The Reverse Hierarchy Theory predicts that the feedback connections from higher levels back to early visual processing areas may be involved in facilitating learning that transfers, and that the key to understanding specificity and transfer lies in the hierarchy of processing and the feedforward and feedback connections between them [54, 55].
Global versus Local Processing
The receptive fields of neurons in higher cortical areas integrate information to represent global stimulus properties [18, 76–79]. Global processes are investigated using stimuli or tasks that can only be resolved through integration and segregation of coherent or conflicting information [78–80]. For example, the perception of motion is hypothesised to occur as a two stage process [77, 81]. At the first stage, spatial frequency- and orientation-tuned mechanisms in V1 encode the motion signals that occur locally within the receptive fields of individual neurons [70, 78]. However, to process more complex motion, the ambiguous or conflicting first-stage signals need to be integrated over a wider spatial area to provide a global representation of motion, and to unambiguously estimate local velocity [82, 83]. This process is hypothesised to occur higher in the visual hierarchy in area V5 [77, 81]. Single cell recordings from the visual cortex of non-human primates have identified the neural populations responsible for the two processing stages to be V1 and MT/V5, respectively [70]. The role that V5 plays in spatially integrating motion signals is well supported from non-human primate data, as well as neuroimaging studies in humans [60, 64, 84, 85]. Interestingly, the re-entrant connections from V5 to V1 are particularly extensive, suggesting an important role for top-down information in the encoding and interpretation of motion [86].
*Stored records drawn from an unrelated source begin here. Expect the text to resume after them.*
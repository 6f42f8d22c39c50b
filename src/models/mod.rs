pub mod backup_code;
pub mod user;

pub use backup_code::BackupCode;
pub use user::User;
Global motion coherence is typically studied using random dot kinematograms, requiring observers to make a direction judgement from a stimulus comprised of a pattern of moving dots. A typical stimulus will often contain a proportion of signal dots moving in one direction and noise dots moving in random directions [15, 59, 87] (fig 1a). Difficulty is increased by reducing the ratio of signal-to-noise dots; the more noise dots the lower the coherence, and the more difficult the task. In order to perceive a coherent global motion, observers need to integrate and segregate the motion signals over space and time [78]. Another method of investigating motion coherence is to use an equivalent noise paradigm [58, 88–90]. Rather than having distinct populations of signal and noise dots, all dots contribute both to the signal and the noise by drawing the direction of motion for each dot from a random distribution. Dots move the same distance between each frame and the direction travelled is independent of the directions of the other dots [90]. Difficulty is increased by manipulating the standard deviation of the distribution of directions presented, thus each dot contributes to the signal [89] (fig 1b).
Schematic of global motion stimuli where a) is a typical stimulus comprised of signal dots and noise dots (approximately 30% coherence). b) An equivalent noise stimulus where all dots contribute equally to the signal and the noise (drawn from a distribution of approximately 90° out of a possible 360°). In each case the correct answer would be that the dots are moving towards the right.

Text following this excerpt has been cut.